Entries supplied:
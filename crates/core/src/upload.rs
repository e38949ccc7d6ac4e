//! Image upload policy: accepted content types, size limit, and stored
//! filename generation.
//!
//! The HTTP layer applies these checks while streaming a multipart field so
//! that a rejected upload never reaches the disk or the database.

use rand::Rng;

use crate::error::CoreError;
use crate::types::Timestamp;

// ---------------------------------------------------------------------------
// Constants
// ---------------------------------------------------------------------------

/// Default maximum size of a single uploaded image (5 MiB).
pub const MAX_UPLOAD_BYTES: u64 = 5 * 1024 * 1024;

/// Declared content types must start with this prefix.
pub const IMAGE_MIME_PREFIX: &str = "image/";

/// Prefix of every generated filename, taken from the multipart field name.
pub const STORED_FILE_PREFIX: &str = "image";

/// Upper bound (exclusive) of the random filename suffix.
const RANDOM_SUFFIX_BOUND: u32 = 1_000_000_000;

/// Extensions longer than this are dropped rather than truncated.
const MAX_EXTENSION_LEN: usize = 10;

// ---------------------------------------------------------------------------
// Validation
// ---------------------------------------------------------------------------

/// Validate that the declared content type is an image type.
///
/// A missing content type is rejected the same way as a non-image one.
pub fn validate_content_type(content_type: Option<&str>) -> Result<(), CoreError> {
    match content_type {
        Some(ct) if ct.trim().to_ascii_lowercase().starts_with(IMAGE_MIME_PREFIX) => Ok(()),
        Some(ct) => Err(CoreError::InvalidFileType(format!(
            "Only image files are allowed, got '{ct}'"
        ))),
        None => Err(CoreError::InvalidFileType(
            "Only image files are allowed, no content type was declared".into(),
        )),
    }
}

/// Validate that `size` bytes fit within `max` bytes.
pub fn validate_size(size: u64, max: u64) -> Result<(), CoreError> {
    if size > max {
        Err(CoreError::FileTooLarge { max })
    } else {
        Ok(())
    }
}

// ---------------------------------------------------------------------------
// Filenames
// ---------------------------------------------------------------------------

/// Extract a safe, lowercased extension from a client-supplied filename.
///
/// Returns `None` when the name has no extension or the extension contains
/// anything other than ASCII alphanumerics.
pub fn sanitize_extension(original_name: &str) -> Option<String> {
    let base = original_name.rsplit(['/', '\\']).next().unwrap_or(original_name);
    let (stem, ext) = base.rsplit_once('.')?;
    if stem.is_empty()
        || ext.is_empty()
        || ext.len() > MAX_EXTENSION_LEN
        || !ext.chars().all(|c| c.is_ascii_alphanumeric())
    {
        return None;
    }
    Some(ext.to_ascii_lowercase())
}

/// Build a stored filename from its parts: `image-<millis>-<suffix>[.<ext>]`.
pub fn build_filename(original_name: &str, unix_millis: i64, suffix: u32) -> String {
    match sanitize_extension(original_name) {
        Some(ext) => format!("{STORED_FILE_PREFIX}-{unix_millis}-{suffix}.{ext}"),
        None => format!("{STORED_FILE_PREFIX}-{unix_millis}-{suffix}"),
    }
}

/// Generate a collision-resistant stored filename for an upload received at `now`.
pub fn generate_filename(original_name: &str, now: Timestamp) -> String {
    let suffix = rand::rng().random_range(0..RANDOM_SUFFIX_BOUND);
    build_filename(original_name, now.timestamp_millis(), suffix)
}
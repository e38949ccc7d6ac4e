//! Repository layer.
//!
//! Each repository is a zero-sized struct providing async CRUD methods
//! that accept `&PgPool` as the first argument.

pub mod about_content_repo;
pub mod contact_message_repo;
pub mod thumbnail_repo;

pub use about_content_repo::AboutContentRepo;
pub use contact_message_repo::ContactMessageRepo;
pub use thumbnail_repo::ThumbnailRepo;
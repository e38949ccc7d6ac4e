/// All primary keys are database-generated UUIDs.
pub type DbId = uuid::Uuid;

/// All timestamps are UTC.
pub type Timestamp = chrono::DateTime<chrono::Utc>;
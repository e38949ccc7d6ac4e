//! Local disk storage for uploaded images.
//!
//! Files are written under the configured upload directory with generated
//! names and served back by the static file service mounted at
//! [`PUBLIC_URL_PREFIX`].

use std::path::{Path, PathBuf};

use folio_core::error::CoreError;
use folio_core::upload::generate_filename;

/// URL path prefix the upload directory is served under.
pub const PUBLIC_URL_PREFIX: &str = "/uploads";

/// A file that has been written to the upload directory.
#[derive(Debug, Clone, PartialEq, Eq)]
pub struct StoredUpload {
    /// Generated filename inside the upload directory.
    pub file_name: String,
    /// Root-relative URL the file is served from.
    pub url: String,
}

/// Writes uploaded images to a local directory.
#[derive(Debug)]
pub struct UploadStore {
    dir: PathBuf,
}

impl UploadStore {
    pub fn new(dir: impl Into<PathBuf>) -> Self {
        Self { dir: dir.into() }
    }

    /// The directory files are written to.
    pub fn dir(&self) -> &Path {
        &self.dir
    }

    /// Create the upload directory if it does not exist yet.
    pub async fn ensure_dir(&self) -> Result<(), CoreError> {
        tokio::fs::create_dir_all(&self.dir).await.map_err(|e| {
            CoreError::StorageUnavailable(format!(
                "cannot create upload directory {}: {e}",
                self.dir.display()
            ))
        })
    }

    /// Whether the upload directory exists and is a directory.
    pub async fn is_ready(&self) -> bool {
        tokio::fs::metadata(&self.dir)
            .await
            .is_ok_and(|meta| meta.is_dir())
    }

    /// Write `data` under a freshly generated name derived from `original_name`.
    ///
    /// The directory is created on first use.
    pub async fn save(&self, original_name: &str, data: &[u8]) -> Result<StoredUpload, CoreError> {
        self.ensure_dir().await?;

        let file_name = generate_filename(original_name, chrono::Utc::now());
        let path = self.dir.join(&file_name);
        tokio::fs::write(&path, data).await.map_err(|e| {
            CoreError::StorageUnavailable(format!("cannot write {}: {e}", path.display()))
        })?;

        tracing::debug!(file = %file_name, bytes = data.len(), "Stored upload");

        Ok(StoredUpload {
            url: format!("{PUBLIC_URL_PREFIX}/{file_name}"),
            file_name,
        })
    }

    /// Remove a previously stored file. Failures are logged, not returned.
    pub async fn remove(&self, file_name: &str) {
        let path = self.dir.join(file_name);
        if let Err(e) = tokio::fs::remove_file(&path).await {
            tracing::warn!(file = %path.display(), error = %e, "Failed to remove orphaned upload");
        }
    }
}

Activity: What belongs in the answer is each line of the data that has the word "written".

Result:
//! Files are written under the configured upload directory with generated
/// A file that has been written to the upload directory.
    /// The directory files are written to.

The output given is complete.